» RECORDS PROVIDED
//! Paso 0: categoría, tipo de relato y promesa al lector.

use once_cell::sync::Lazy;
use serde_json::Value;
use story_core::hashing::hash_str;
use story_core::{lenient_json, EngineError, ParsedPayload, PromptBundle, StepContext, StepDefinition, StepPlan,
                 ValidationReport};
use story_domain::StoryCategory;

use super::util::{normalize, require, shape_issue, with_guidance};

const SYSTEM: &str = "You are a story development assistant. You position a story commercially before any \
                      writing begins. Respond with a single JSON object and nothing else.";

const USER_TEMPLATE: &str = "Story brief:\n{brief}\n\nDecide the commercial positioning. Respond with JSON:\n\
                             {\"category\": \"<bookstore shelf category>\", \"story_kind\": \"<one-phrase kind of \
                             story>\", \"audience_delight\": [\"<delight 1>\", \"<delight 2>\", \"<delight 3>\"]}";

static PROMPT_VERSION: Lazy<String> = Lazy::new(|| hash_str(&format!("{SYSTEM}\n{USER_TEMPLATE}")));

#[derive(Debug, Default)]
pub struct CategoryStep;

impl StepDefinition for CategoryStep {
    fn prompt_version(&self) -> &str {
        &PROMPT_VERSION
    }

    fn plan(&self, ctx: &StepContext) -> Result<StepPlan, EngineError> {
        let user = USER_TEMPLATE.replace("{brief}", &ctx.seed);
        Ok(StepPlan::Single { prompt: PromptBundle { system: SYSTEM.to_string(),
                                                     user: with_guidance(user, ctx) } })
    }

    fn parse(&self, raw: &str) -> ParsedPayload {
        normalize::<StoryCategory>(lenient_json(raw))
    }

    fn validate(&self, payload: &Value, _ctx: &StepContext) -> ValidationReport {
        let mut report = ValidationReport::ok();
        let Some(category) = shape_issue::<StoryCategory>(payload, &mut report, "story category") else {
            return report;
        };
        require(&mut report, "category", &category.category);
        require(&mut report, "story_kind", &category.story_kind);
        if category.audience_delight.iter().filter(|d| !d.trim().is_empty()).count() < 3 {
            report.push("cardinality",
                        "audience_delight needs at least three non-empty entries",
                        "list three or more concrete delight factors for the target audience");
        }
        report
    }

    fn render_text(&self, payload: &Value) -> Option<String> {
        let category: StoryCategory = serde_json::from_value(payload.clone()).ok()?;
        Some(format!("Category: {}\nKind: {}\nAudience delight:\n{}",
                     category.category,
                     category.story_kind,
                     category.audience_delight
                             .iter()
                             .map(|d| format!("  - {d}"))
                             .collect::<Vec<_>>()
                             .join("\n")))
    }
}
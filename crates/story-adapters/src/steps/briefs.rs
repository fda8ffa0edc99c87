//! Paso 9: un brief por escena, generado con fanout concurrente.
//!
//! Cada sub-tarea produce el brief de una escena (proactiva: goal/conflict/
//! setback/stakes; reactiva: reaction/dilemma/decision/stakes). El ensamble
//! preserva el orden de la lista de escenas del paso 8.

use once_cell::sync::Lazy;
use serde_json::Value;
use story_core::hashing::hash_str;
use story_core::{lenient_json, EngineError, ParsedPayload, PromptBundle, StepContext, StepDefinition, StepPlan,
                 SubPrompt, ValidationReport};
use story_domain::{Scene, SceneBrief, SceneBriefBody, SceneBriefList, SceneList, SceneType};

use super::util::{shape_issue, with_guidance};

const SYSTEM: &str = "You are a story development assistant. You design the internal structure of a single scene. \
                      Respond with a single JSON object and nothing else.";

const USER_TEMPLATE: &str = "Scene {index} ({kind}), POV {pov}:\n{summary}\nConflict: {conflict}\n\nWrite the scene \
                             brief. For a proactive scene respond with JSON {\"kind\": \"proactive\", \"goal\": \
                             \"...\", \"conflict\": \"...\", \"setback\": \"...\", \"stakes\": \"...\"}; for a \
                             reactive scene respond with {\"kind\": \"reactive\", \"reaction\": \"...\", \
                             \"dilemma\": \"...\", \"decision\": \"...\", \"stakes\": \"...\"}";

static PROMPT_VERSION: Lazy<String> = Lazy::new(|| hash_str(&format!("{SYSTEM}\n{USER_TEMPLATE}")));

#[derive(Debug, Default)]
pub struct SceneBriefsStep;

fn scene_kind(scene: &Scene) -> &'static str {
    match scene.scene_type {
        SceneType::Proactive => "proactive",
        SceneType::Reactive => "reactive",
    }
}

/// Brief determinista de emergencia para una escena.
fn fallback_brief(scene: &Scene) -> SceneBrief {
    let body = match scene.scene_type {
        SceneType::Proactive => SceneBriefBody::Proactive { goal: format!("pursue: {}", scene.summary),
                                                            conflict: scene.conflict.clone(),
                                                            setback: "the attempt fails and the situation worsens".into(),
                                                            stakes: format!("what hangs over scene {}", scene.index) },
        SceneType::Reactive => SceneBriefBody::Reactive { reaction: format!("absorb the blow of: {}", scene.summary),
                                                          dilemma: scene.conflict.clone(),
                                                          decision: "commit to the least bad option".into(),
                                                          stakes: format!("what hangs over scene {}", scene.index) },
    };
    SceneBrief { scene_index: scene.index,
                 body }
}

fn brief_fields_empty(body: &SceneBriefBody) -> bool {
    match body {
        SceneBriefBody::Proactive { goal, conflict, setback, stakes } => {
            [goal, conflict, setback, stakes].iter().any(|f| f.trim().is_empty())
        }
        SceneBriefBody::Reactive { reaction, dilemma, decision, stakes } => {
            [reaction, dilemma, decision, stakes].iter().any(|f| f.trim().is_empty())
        }
    }
}

impl SceneBriefsStep {
    fn scenes(ctx: &StepContext) -> Result<SceneList, EngineError> {
        ctx.parent_typed::<SceneList>(8)
    }
}

impl StepDefinition for SceneBriefsStep {
    fn prompt_version(&self) -> &str {
        &PROMPT_VERSION
    }

    fn plan(&self, ctx: &StepContext) -> Result<StepPlan, EngineError> {
        let list = Self::scenes(ctx)?;
        let subtasks = list.scenes
                           .iter()
                           .map(|scene| {
                               let user = USER_TEMPLATE.replace("{index}", &scene.index.to_string())
                                                       .replace("{kind}", scene_kind(scene))
                                                       .replace("{pov}", &scene.pov)
                                                       .replace("{summary}", &scene.summary)
                                                       .replace("{conflict}", &scene.conflict);
                               SubPrompt { label: format!("scene {}", scene.index),
                                           prompt: PromptBundle { system: SYSTEM.to_string(),
                                                                  user: with_guidance(user, ctx) } }
                           })
                           .collect();
        Ok(StepPlan::Fanout { subtasks })
    }

    fn parse(&self, raw: &str) -> ParsedPayload {
        lenient_json(raw)
    }

    fn parse_sub(&self, sub: usize, raw: &str) -> ParsedPayload {
        let parsed = lenient_json(raw);
        if parsed.degraded {
            return parsed;
        }
        match serde_json::from_value::<SceneBriefBody>(parsed.value.clone()) {
            Ok(body) => {
                let brief = SceneBrief { scene_index: sub + 1,
                                         body };
                match serde_json::to_value(&brief) {
                    Ok(value) => ParsedPayload::clean(value),
                    Err(_) => parsed,
                }
            }
            Err(_) => parsed,
        }
    }

    fn validate_sub(&self, sub: usize, payload: &Value, ctx: &StepContext) -> ValidationReport {
        let mut report = ValidationReport::ok();
        let Some(brief) = shape_issue::<SceneBrief>(payload, &mut report, "scene brief") else {
            return report;
        };
        if brief_fields_empty(&brief.body) {
            report.push("missing_field",
                        format!("brief for scene {} has empty fields", sub + 1),
                        "fill every field of the brief with concrete content");
        }
        if let Ok(list) = Self::scenes(ctx) {
            if let Some(scene) = list.scenes.get(sub) {
                if !brief.body.matches(scene.scene_type) {
                    report.push("brief_mismatch",
                                format!("scene {} is {} but the brief is not", scene.index, scene_kind(scene)),
                                format!("write a {} brief for this scene", scene_kind(scene)));
                }
            }
        }
        report
    }

    fn validate(&self, payload: &Value, ctx: &StepContext) -> ValidationReport {
        let mut report = ValidationReport::ok();
        let Some(briefs) = shape_issue::<SceneBriefList>(payload, &mut report, "scene brief list") else {
            return report;
        };
        let Ok(list) = Self::scenes(ctx) else {
            return report;
        };
        if briefs.briefs.len() != list.len() {
            report.push("cardinality",
                        format!("{} briefs for {} scenes", briefs.briefs.len(), list.len()),
                        "produce exactly one brief per scene, in scene order");
            return report;
        }
        for (scene, brief) in list.scenes.iter().zip(&briefs.briefs) {
            if brief.scene_index != scene.index {
                report.push("cardinality",
                            format!("brief at position {} carries scene_index {}", scene.index, brief.scene_index),
                            "keep briefs in scene order with matching scene_index");
            }
            if !brief.body.matches(scene.scene_type) {
                report.push("brief_mismatch",
                            format!("scene {} is {} but its brief is not", scene.index, scene_kind(scene)),
                            format!("replace with a {} brief", scene_kind(scene)));
            }
        }
        report
    }

    fn assemble(&self, _ctx: &StepContext, subs: Vec<Value>) -> Result<Value, EngineError> {
        let mut briefs = Vec::with_capacity(subs.len());
        for (i, value) in subs.into_iter().enumerate() {
            let brief: SceneBrief =
                serde_json::from_value(value).map_err(|e| {
                                                 EngineError::Parse(format!("subtask {i} produced no scene brief: {e}"))
                                             })?;
            briefs.push(brief);
        }
        serde_json::to_value(SceneBriefList { briefs }).map_err(|e| EngineError::Internal(e.to_string()))
    }

    fn fallback(&self, ctx: &StepContext) -> Option<Value> {
        let list = Self::scenes(ctx).ok()?;
        let briefs: Vec<SceneBrief> = list.scenes.iter().map(fallback_brief).collect();
        serde_json::to_value(SceneBriefList { briefs }).ok()
    }

    fn fallback_sub(&self, ctx: &StepContext, sub: usize) -> Option<Value> {
        let list = Self::scenes(ctx).ok()?;
        let scene = list.scenes.get(sub)?;
        serde_json::to_value(fallback_brief(scene)).ok()
    }

    fn render_text(&self, payload: &Value) -> Option<String> {
        let briefs: SceneBriefList = serde_json::from_value(payload.clone()).ok()?;
        Some(briefs.briefs
                   .iter()
                   .map(|b| match &b.body {
                       SceneBriefBody::Proactive { goal, .. } => format!("{:>3}. proactive: {goal}", b.scene_index),
                       SceneBriefBody::Reactive { decision, .. } => format!("{:>3}. reactive: {decision}", b.scene_index),
                   })
                   .collect::<Vec<_>>()
                   .join("\n"))
    }
}
//! Payload del paso 1: logline de una oración.

use serde::{Deserialize, Serialize};

use crate::text::word_count;

/// Componentes estructurales del logline (quién, qué busca, contra qué).
#[derive(Debug, Clone, PartialEq, Eq, Serialize, Deserialize)]
pub struct LoglineComponents {
    pub lead: String,
    pub role: String,
    pub goal: String,
    pub opposition: String,
}

/// Resumen de una oración con su conteo de palabras materializado.
///
/// `word_count` se persiste junto al texto para que el artifact sea
/// auto-contenido, pero el validador siempre lo recalcula sobre `logline`.
#[derive(Debug, Clone, PartialEq, Eq, Serialize, Deserialize)]
pub struct Logline {
    pub logline: String,
    pub word_count: usize,
    pub components: LoglineComponents,
}

impl Logline {
    /// Construye un logline recalculando el conteo de palabras.
    pub fn new(logline: impl Into<String>, components: LoglineComponents) -> Self {
        let logline = logline.into();
        let word_count = word_count(&logline);
        Self { logline, word_count, components }
    }
}
//! Tabla completa del pipeline snowflake (pasos 0..10).
//!
//! La tabla de dependencias es contrato; cambiarla invalida artifacts
//! existentes vía upstream hash. Tiers y presupuestos de tokens siguen el
//! costo esperado de cada paso.

use std::sync::Arc;

use story_core::{EngineError, ModelTier, StepDescriptor, StepRegistry};

use crate::steps::{CategoryStep, CharacterBiblesStep, CharacterSynopsesStep, CharactersStep, LoglineStep,
                   LongSynopsisStep, ManuscriptStep, PageStep, ParagraphStep, SceneBriefsStep, SceneListStep};

pub fn snowflake_registry() -> Result<StepRegistry, EngineError> {
    let steps = vec![StepDescriptor { index: 0,
                                      name: "category",
                                      parents: &[],
                                      tier: ModelTier::Fast,
                                      max_tokens: 400,
                                      temperature: 0.7,
                                      fanout: false,
                                      allow_fallback: false,
                                      definition: Arc::new(CategoryStep) },
                     StepDescriptor { index: 1,
                                      name: "logline",
                                      parents: &[0],
                                      tier: ModelTier::Balanced,
                                      max_tokens: 300,
                                      temperature: 0.8,
                                      fanout: false,
                                      allow_fallback: false,
                                      definition: Arc::new(LoglineStep) },
                     StepDescriptor { index: 2,
                                      name: "paragraph",
                                      parents: &[0, 1],
                                      tier: ModelTier::Balanced,
                                      max_tokens: 700,
                                      temperature: 0.7,
                                      fanout: false,
                                      allow_fallback: false,
                                      definition: Arc::new(ParagraphStep) },
                     StepDescriptor { index: 3,
                                      name: "characters",
                                      parents: &[0, 1, 2],
                                      tier: ModelTier::Balanced,
                                      max_tokens: 1_500,
                                      temperature: 0.7,
                                      fanout: false,
                                      allow_fallback: true,
                                      definition: Arc::new(CharactersStep) },
                     StepDescriptor { index: 4,
                                      name: "page",
                                      parents: &[0, 1, 2],
                                      tier: ModelTier::Balanced,
                                      max_tokens: 1_800,
                                      temperature: 0.7,
                                      fanout: false,
                                      allow_fallback: false,
                                      definition: Arc::new(PageStep) },
                     StepDescriptor { index: 5,
                                      name: "character_synopses",
                                      parents: &[3],
                                      tier: ModelTier::Balanced,
                                      max_tokens: 3_000,
                                      temperature: 0.7,
                                      fanout: false,
                                      allow_fallback: false,
                                      definition: Arc::new(CharacterSynopsesStep) },
                     StepDescriptor { index: 6,
                                      name: "long_synopsis",
                                      parents: &[2, 4],
                                      tier: ModelTier::Quality,
                                      max_tokens: 5_000,
                                      temperature: 0.6,
                                      fanout: false,
                                      allow_fallback: true,
                                      definition: Arc::new(LongSynopsisStep) },
                     StepDescriptor { index: 7,
                                      name: "character_bibles",
                                      parents: &[3, 5],
                                      tier: ModelTier::Quality,
                                      max_tokens: 4_000,
                                      temperature: 0.6,
                                      fanout: false,
                                      allow_fallback: false,
                                      definition: Arc::new(CharacterBiblesStep) },
                     StepDescriptor { index: 8,
                                      name: "scene_list",
                                      parents: &[6, 7],
                                      tier: ModelTier::Quality,
                                      max_tokens: 8_000,
                                      temperature: 0.5,
                                      fanout: false,
                                      allow_fallback: false,
                                      definition: Arc::new(SceneListStep) },
                     StepDescriptor { index: 9,
                                      name: "scene_briefs",
                                      parents: &[8],
                                      tier: ModelTier::Balanced,
                                      max_tokens: 800,
                                      temperature: 0.6,
                                      fanout: true,
                                      allow_fallback: true,
                                      definition: Arc::new(SceneBriefsStep) },
                     StepDescriptor { index: 10,
                                      name: "manuscript",
                                      parents: &[8, 9],
                                      tier: ModelTier::Quality,
                                      max_tokens: 2_500,
                                      temperature: 0.8,
                                      fanout: true,
                                      allow_fallback: false,
                                      definition: Arc::new(ManuscriptStep) }];
    StepRegistry::new(steps)
}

» ABOUT THIS TASK
Copy every line in the entries above that has the string "conflict" in it.

» EXERCISE RESULT
//! Cada sub-tarea produce el brief de una escena (proactiva: goal/conflict/
const USER_TEMPLATE: &str = "Scene {index} ({kind}), POV {pov}:\n{summary}\nConflict: {conflict}\n\nWrite the scene \
                             \"...\", \"conflict\": \"...\", \"setback\": \"...\", \"stakes\": \"...\"}; for a \
                                                            conflict: scene.conflict.clone(),
                                                          dilemma: scene.conflict.clone(),
        SceneBriefBody::Proactive { goal, conflict, setback, stakes } => {
            [goal, conflict, setback, stakes].iter().any(|f| f.trim().is_empty())
                                                       .replace("{conflict}", &scene.conflict);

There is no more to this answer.